Um caso chocante voltou a repercutir na Itália e gerou indignação. A ex-modelo Pamela Genini, de 29 anos, teve o túmulo violado durante a transferência de seu corpo para o sepultamento definitivo. Ao abrirem o caixão, familiares e funcionários constataram que a cabeça da jovem havia sido retirada.
O episódio veio à tona na última segunda-feira (23), no cemitério de Strozza. Funcionários perceberam irregularidades no caixão, que não fechava corretamente. Ao verificarem o interior, descobriram que o corpo havia sido decapitado.

Segundo as autoridades, há indícios de que o crime ocorreu recentemente. Parafusos soltos e vestígios de silicone ainda fresco — usado para selar o caixão — indicam que a violação foi feita pouco antes da descoberta. A suspeita é de que três ou quatro pessoas tenham participado da ação, cuja motivação ainda é desconhecida.
O caso é investigado pela promotoria de Bérgamo como profanação de cadáver e roubo, crimes previstos na legislação italiana e que podem resultar em penas de dois a sete anos de prisão, com possíveis agravantes.
Pamela Genini já havia sido vítima de um crime brutal em outubro do ano passado, em Milão.
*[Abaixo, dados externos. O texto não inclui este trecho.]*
//! Process-local store with the same visibility rules as [`crate::PgStore`].
//!
//! Unit-of-work writes are staged and applied under one lock at commit, so readers never see
//! half of a unit. Invalidation captures the live record ids when it is called, the way a
//! read-committed `UPDATE` only touches rows committed before the statement.

use std::{
	collections::HashMap,
	sync::{Arc, Mutex, MutexGuard},
};

use time::OffsetDateTime;
use tokio::sync::{Mutex as AsyncMutex, OwnedMutexGuard};
use uuid::Uuid;

use quill_config::VectorMetric;

use crate::{
	Error, Result, metric,
	models::{
		EmbeddingRecord, Neighbor, NewEmbedding, NewNote, NewNotebook, Note, Notebook,
		NotebookDeletion,
	},
	store::{BoxFuture, NoteStore, UnitOfWork, VectorStore},
	vector,
};

#[derive(Default)]
struct MemoryState {
	notebooks: HashMap<Uuid, Notebook>,
	notes: HashMap<Uuid, Note>,
	embeddings: Vec<EmbeddingRecord>,
	next_seq: i64,
}
impl MemoryState {
	fn resolve(&self, note: &Note) -> Note {
		let mut note = note.clone();

		note.notebook_name = note
			.notebook_id
			.and_then(|id| self.notebooks.get(&id))
			.map(|notebook| notebook.name.clone());

		note
	}

	fn live_note(&self, note_id: Uuid) -> Option<Note> {
		self.notes.get(&note_id).filter(|note| !note.is_deleted).map(|note| self.resolve(note))
	}

	fn require_notebook(&self, notebook_id: Option<Uuid>) -> Result<()> {
		let Some(notebook_id) = notebook_id else {
			return Ok(());
		};

		match self.notebooks.get(&notebook_id) {
			Some(notebook) if !notebook.is_deleted => Ok(()),
			_ => Err(Error::NotFound(format!("notebook {notebook_id}"))),
		}
	}

	fn live_embedding_ids(&self, note_id: Uuid) -> Vec<Uuid> {
		self.embeddings
			.iter()
			.filter(|record| record.note_id == note_id && !record.is_deleted)
			.map(|record| record.embedding_id)
			.collect()
	}

	fn insert_embedding(&mut self, record: &NewEmbedding) -> Result<i64> {
		if !self.notes.contains_key(&record.note_id) {
			return Err(Error::Conflict(format!("note {} does not exist", record.note_id)));
		}
		if self.embeddings.iter().any(|existing| existing.embedding_id == record.embedding_id) {
			return Err(Error::Conflict(format!("embedding {} already exists", record.embedding_id)));
		}

		self.next_seq += 1;

		self.embeddings.push(EmbeddingRecord {
			embedding_id: record.embedding_id,
			note_id: record.note_id,
			source_text: record.source_text.clone(),
			vector: record.vector.clone(),
			seq: self.next_seq,
			created_at: record.created_at,
			created_by: record.created_by.clone(),
			deleted_at: None,
			deleted_by: None,
			is_deleted: false,
		});

		Ok(self.next_seq)
	}

	fn invalidate(&mut self, ids: &[Uuid], actor: &str, at: OffsetDateTime) -> u64 {
		let mut changed = 0;

		for record in self.embeddings.iter_mut() {
			if !record.is_deleted && ids.contains(&record.embedding_id) {
				record.is_deleted = true;
				record.deleted_at = Some(at);
				record.deleted_by = Some(actor.to_string());
				changed += 1;
			}
		}

		changed
	}
}

#[derive(Clone)]
pub struct MemoryStore {
	state: Arc<Mutex<MemoryState>>,
	note_locks: Arc<Mutex<HashMap<Uuid, Arc<AsyncMutex<()>>>>>,
	dim: u32,
	metric: VectorMetric,
}
impl MemoryStore {
	pub fn new(dim: u32, metric: VectorMetric) -> Self {
		Self {
			state: Arc::new(Mutex::new(MemoryState::default())),
			note_locks: Arc::new(Mutex::new(HashMap::new())),
			dim,
			metric,
		}
	}

	/// Every record of the note, live or not, in insertion order.
	pub fn all_embeddings(&self, note_id: Uuid) -> Vec<EmbeddingRecord> {
		let state = self.lock();
		let mut records: Vec<_> =
			state.embeddings.iter().filter(|record| record.note_id == note_id).cloned().collect();

		records.sort_by_key(|record| record.seq);

		records
	}

	fn lock(&self) -> MutexGuard<'_, MemoryState> {
		self.state.lock().unwrap_or_else(|poisoned| poisoned.into_inner())
	}

	/// Notes that currently have a lock entry, held or awaited.
	pub fn note_lock_count(&self) -> usize {
		self.note_locks.lock().unwrap_or_else(|poisoned| poisoned.into_inner()).len()
	}

	fn note_lock(&self, note_id: Uuid) -> Arc<AsyncMutex<()>> {
		let mut locks = self.note_locks.lock().unwrap_or_else(|poisoned| poisoned.into_inner());

		locks.entry(note_id).or_default().clone()
	}

	// Clones are only taken under the map lock, so a count of one means nobody holds or awaits it.
	fn release_note_locks(&self, note_ids: &[Uuid]) {
		let mut locks = self.note_locks.lock().unwrap_or_else(|poisoned| poisoned.into_inner());

		for note_id in note_ids {
			if locks.get(note_id).is_some_and(|lock| Arc::strong_count(lock) == 1) {
				locks.remove(note_id);
			}
		}
	}
}

impl VectorStore for MemoryStore {
	fn dim(&self) -> u32 {
		self.dim
	}

	fn metric(&self) -> VectorMetric {
		self.metric
	}

	fn begin<'a>(&'a self) -> BoxFuture<'a, Result<Box<dyn UnitOfWork>>> {
		Box::pin(async move {
			Ok(Box::new(MemoryUnitOfWork {
				store: self.clone(),
				staged: Vec::new(),
				held_locks: Vec::new(),
			}) as Box<dyn UnitOfWork>)
		})
	}

	fn create_embedding<'a>(&'a self, record: &'a NewEmbedding) -> BoxFuture<'a, Result<i64>> {
		Box::pin(async move {
			vector::validate_vector_dim(&record.vector, self.dim)?;

			self.lock().insert_embedding(record)
		})
	}

	fn invalidate_for_note<'a>(
		&'a self,
		note_id: Uuid,
		actor: &'a str,
		at: OffsetDateTime,
	) -> BoxFuture<'a, Result<u64>> {
		Box::pin(async move {
			let mut state = self.lock();
			let ids = state.live_embedding_ids(note_id);

			Ok(state.invalidate(&ids, actor, at))
		})
	}

	fn find_nearest<'a>(
		&'a self,
		query: &'a [f32],
		k: u32,
	) -> BoxFuture<'a, Result<Vec<Neighbor>>> {
		Box::pin(async move {
			vector::validate_vector_dim(query, self.dim)?;

			let state = self.lock();
			let mut best: HashMap<Uuid, (f32, i64)> = HashMap::new();

			for record in &state.embeddings {
				if record.is_deleted {
					continue;
				}
				if !state.notes.get(&record.note_id).is_some_and(|note| !note.is_deleted) {
					continue;
				}

				let distance = metric::distance(self.metric, query, &record.vector);
				let candidate = (distance, record.seq);

				best.entry(record.note_id)
					.and_modify(|current| {
						if rank(candidate, *current).is_lt() {
							*current = candidate;
						}
					})
					.or_insert(candidate);
			}

			let mut ranked: Vec<_> = best.into_iter().collect();

			ranked.sort_by(|(_, a), (_, b)| rank(*a, *b));
			ranked.truncate(k as usize);

			Ok(ranked
				.into_iter()
				.map(|(note_id, (distance, _))| Neighbor { note_id, distance })
				.collect())
		})
	}

	fn live_embeddings<'a>(&'a self, note_id: Uuid) -> BoxFuture<'a, Result<Vec<EmbeddingRecord>>> {
		Box::pin(async move {
			Ok(self.all_embeddings(note_id).into_iter().filter(|record| !record.is_deleted).collect())
		})
	}
}

impl NoteStore for MemoryStore {
	fn get_note_by_id<'a>(&'a self, note_id: Uuid) -> BoxFuture<'a, Result<Option<Note>>> {
		Box::pin(async move { Ok(self.lock().live_note(note_id)) })
	}

	fn get_notes_by_ids<'a>(&'a self, note_ids: &'a [Uuid]) -> BoxFuture<'a, Result<Vec<Note>>> {
		Box::pin(async move {
			let state = self.lock();

			Ok(note_ids.iter().filter_map(|id| state.live_note(*id)).collect())
		})
	}

	fn get_notes_by_notebook_id<'a>(
		&'a self,
		notebook_id: Uuid,
	) -> BoxFuture<'a, Result<Vec<Note>>> {
		Box::pin(async move {
			let state = self.lock();
			let mut notes: Vec<_> = state
				.notes
				.values()
				.filter(|note| !note.is_deleted && note.notebook_id == Some(notebook_id))
				.map(|note| state.resolve(note))
				.collect();

			notes.sort_by_key(|note| note.created_at);

			Ok(notes)
		})
	}

	fn create_notebook<'a>(&'a self, notebook: &'a NewNotebook) -> BoxFuture<'a, Result<()>> {
		Box::pin(async move {
			let mut state = self.lock();

			state.require_notebook(notebook.parent_id)?;

			if state.notebooks.contains_key(&notebook.notebook_id) {
				return Err(Error::Conflict(format!("notebook {} already exists", notebook.notebook_id)));
			}

			state.notebooks.insert(
				notebook.notebook_id,
				Notebook {
					notebook_id: notebook.notebook_id,
					name: notebook.name.clone(),
					parent_id: notebook.parent_id,
					created_at: notebook.created_at,
					created_by: notebook.created_by.clone(),
					updated_at: None,
					updated_by: None,
					is_deleted: false,
				},
			);

			Ok(())
		})
	}

	fn rename_notebook<'a>(
		&'a self,
		notebook_id: Uuid,
		name: &'a str,
		actor: &'a str,
		at: OffsetDateTime,
	) -> BoxFuture<'a, Result<()>> {
		Box::pin(async move {
			let mut state = self.lock();
			let Some(notebook) =
				state.notebooks.get_mut(&notebook_id).filter(|notebook| !notebook.is_deleted)
			else {
				return Err(Error::NotFound(format!("notebook {notebook_id}")));
			};

			notebook.name = name.to_string();
			notebook.updated_at = Some(at);
			notebook.updated_by = Some(actor.to_string());

			Ok(())
		})
	}

	fn delete_notebook<'a>(
		&'a self,
		notebook_id: Uuid,
		actor: &'a str,
		at: OffsetDateTime,
	) -> BoxFuture<'a, Result<NotebookDeletion>> {
		Box::pin(async move {
			let mut state = self.lock();

			state.require_notebook(Some(notebook_id))?;

			let note_ids: Vec<Uuid> = state
				.notes
				.values()
				.filter(|note| !note.is_deleted && note.notebook_id == Some(notebook_id))
				.map(|note| note.note_id)
				.collect();
			let mut deletion = NotebookDeletion { notes: 0, embeddings: 0 };

			for note_id in note_ids {
				if let Some(note) = state.notes.get_mut(&note_id) {
					note.is_deleted = true;
					note.deleted_at = Some(at);
					note.deleted_by = Some(actor.to_string());
					deletion.notes += 1;
				}

				let ids = state.live_embedding_ids(note_id);

				deletion.embeddings += state.invalidate(&ids, actor, at);
			}

			if let Some(notebook) = state.notebooks.get_mut(&notebook_id) {
				notebook.is_deleted = true;
			}

			Ok(deletion)
		})
	}

	fn create_note<'a>(&'a self, note: &'a NewNote) -> BoxFuture<'a, Result<()>> {
		Box::pin(async move {
			let mut state = self.lock();

			state.require_notebook(note.notebook_id)?;

			if state.notes.contains_key(&note.note_id) {
				return Err(Error::Conflict(format!("note {} already exists", note.note_id)));
			}

			state.notes.insert(
				note.note_id,
				Note {
					note_id: note.note_id,
					title: note.title.clone(),
					content: note.content.clone(),
					notebook_id: note.notebook_id,
					notebook_name: None,
					created_at: note.created_at,
					created_by: note.created_by.clone(),
					updated_at: None,
					updated_by: None,
					deleted_at: None,
					deleted_by: None,
					is_deleted: false,
				},
			);

			Ok(())
		})
	}

	fn update_note<'a>(
		&'a self,
		note_id: Uuid,
		title: &'a str,
		content: &'a str,
		actor: &'a str,
		at: OffsetDateTime,
	) -> BoxFuture<'a, Result<()>> {
		Box::pin(async move {
			let mut state = self.lock();
			let Some(note) = state.notes.get_mut(&note_id).filter(|note| !note.is_deleted) else {
				return Err(Error::NotFound(format!("note {note_id}")));
			};

			note.title = title.to_string();
			note.content = content.to_string();
			note.updated_at = Some(at);
			note.updated_by = Some(actor.to_string());

			Ok(())
		})
	}

	fn move_note<'a>(
		&'a self,
		note_id: Uuid,
		notebook_id: Option<Uuid>,
		actor: &'a str,
		at: OffsetDateTime,
	) -> BoxFuture<'a, Result<()>> {
		Box::pin(async move {
			let mut state = self.lock();

			state.require_notebook(notebook_id)?;

			let Some(note) = state.notes.get_mut(&note_id).filter(|note| !note.is_deleted) else {
				return Err(Error::NotFound(format!("note {note_id}")));
			};

			note.notebook_id = notebook_id;
			note.updated_at = Some(at);
			note.updated_by = Some(actor.to_string());

			Ok(())
		})
	}

	fn delete_note<'a>(
		&'a self,
		note_id: Uuid,
		actor: &'a str,
		at: OffsetDateTime,
	) -> BoxFuture<'a, Result<u64>> {
		Box::pin(async move {
			let mut state = self.lock();
			let Some(note) = state.notes.get_mut(&note_id).filter(|note| !note.is_deleted) else {
				return Err(Error::NotFound(format!("note {note_id}")));
			};

			note.is_deleted = true;
			note.deleted_at = Some(at);
			note.deleted_by = Some(actor.to_string());

			let ids = state.live_embedding_ids(note_id);

			Ok(state.invalidate(&ids, actor, at))
		})
	}
}

enum StagedWrite {
	Invalidate { ids: Vec<Uuid>, actor: String, at: OffsetDateTime },
	Create(NewEmbedding),
}

struct MemoryUnitOfWork {
	store: MemoryStore,
	staged: Vec<StagedWrite>,
	held_locks: Vec<(Uuid, OwnedMutexGuard<()>)>,
}
impl MemoryUnitOfWork {
	fn staged_live_ids(&self, note_id: Uuid, committed: Vec<Uuid>) -> Vec<Uuid> {
		let mut live = committed;

		for write in &self.staged {
			match write {
				StagedWrite::Create(record) if record.note_id == note_id =>
					live.push(record.embedding_id),
				StagedWrite::Invalidate { ids, .. } => live.retain(|id| !ids.contains(id)),
				StagedWrite::Create(_) => {},
			}
		}

		live
	}
}

impl UnitOfWork for MemoryUnitOfWork {
	fn lock_note<'a>(&'a mut self, note_id: Uuid) -> BoxFuture<'a, Result<()>> {
		Box::pin(async move {
			let lock = self.store.note_lock(note_id);

			self.held_locks.push((note_id, lock.lock_owned().await));

			Ok(())
		})
	}

	fn note_by_id<'a>(&'a mut self, note_id: Uuid) -> BoxFuture<'a, Result<Option<Note>>> {
		Box::pin(async move {
			let state = self.store.lock();

			Ok(state.notes.get(&note_id).map(|note| state.resolve(note)))
		})
	}

	fn invalidate_for_note<'a>(
		&'a mut self,
		note_id: Uuid,
		actor: &'a str,
		at: OffsetDateTime,
	) -> BoxFuture<'a, Result<u64>> {
		Box::pin(async move {
			let committed = self.store.lock().live_embedding_ids(note_id);
			let ids = self.staged_live_ids(note_id, committed);
			let changed = ids.len() as u64;

			self.staged.push(StagedWrite::Invalidate { ids, actor: actor.to_string(), at });

			Ok(changed)
		})
	}

	fn create_embedding<'a>(
		&'a mut self,
		record: &'a NewEmbedding,
	) -> BoxFuture<'a, Result<i64>> {
		Box::pin(async move {
			vector::validate_vector_dim(&record.vector, self.store.dim)?;

			let state = self.store.lock();

			if !state.notes.contains_key(&record.note_id) {
				return Err(Error::Conflict(format!("note {} does not exist", record.note_id)));
			}

			// Provisional; the committed seq is assigned when the write is applied.
			let provisional = state.next_seq + 1;

			drop(state);

			self.staged.push(StagedWrite::Create(record.clone()));

			Ok(provisional)
		})
	}

	fn live_embeddings<'a>(
		&'a mut self,
		note_id: Uuid,
	) -> BoxFuture<'a, Result<Vec<EmbeddingRecord>>> {
		Box::pin(async move {
			let state = self.store.lock();
			let live = self.staged_live_ids(note_id, state.live_embedding_ids(note_id));
			let mut records: Vec<_> = state
				.embeddings
				.iter()
				.filter(|record| live.contains(&record.embedding_id))
				.cloned()
				.collect();

			records.sort_by_key(|record| record.seq);

			Ok(records)
		})
	}

	fn commit(self: Box<Self>) -> BoxFuture<'static, Result<()>> {
		Box::pin(async move {
			let this = *self;
			let mut state = this.store.lock();
			let snapshot = (state.embeddings.clone(), state.next_seq);

			for write in &this.staged {
				let applied = match write {
					StagedWrite::Invalidate { ids, actor, at } => {
						state.invalidate(ids, actor, *at);

						Ok(())
					},
					StagedWrite::Create(record) => state.insert_embedding(record).map(|_| ()),
				};

				if let Err(err) = applied {
					(state.embeddings, state.next_seq) = snapshot;

					return Err(err);
				}
			}

			drop(state);
			drop(this);

			Ok(())
		})
	}
}

impl Drop for MemoryUnitOfWork {
	fn drop(&mut self) {
		let held = std::mem::take(&mut self.held_locks);
		let note_ids: Vec<Uuid> = held.iter().map(|(note_id, _)| *note_id).collect();

		drop(held);

		self.store.release_note_locks(&note_ids);
	}
}

fn rank(a: (f32, i64), b: (f32, i64)) -> std::cmp::Ordering {
	a.0.total_cmp(&b.0).then(a.1.cmp(&b.1))
}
Segundo as investigações, ela foi assassinada pelo ex-namorado, Gianluca Soncin, de 52 anos, que não aceitava o fim do relacionamento e a perseguia.
A modelo foi atacada dentro de seu apartamento e sofreu mais de 20 golpes de faca. Antes do crime, chegou a enviar mensagens a uma amiga relatando medo e pedindo ajuda. O suspeito teria entrado no imóvel com uma cópia das chaves e, após o assassinato, tentou tirar a própria vida. Ele foi socorrido e posteriormente encaminhado à prisão.
Natural de Strozza, Pamela levava uma rotina internacional, dividindo-se entre cidades como Milão, Monte Carlo e Dubai. Ela se apresentava como modelo e empreendedora, sendo cofundadora de uma marca de moda praia. Nas redes sociais, compartilhava registros de viagens, eventos e trabalhos no universo fashion.
A nova violação do túmulo reacende a comoção em torno do caso e levanta questionamentos sobre segurança em cemitérios e o respeito às vítimas mesmo após a morte.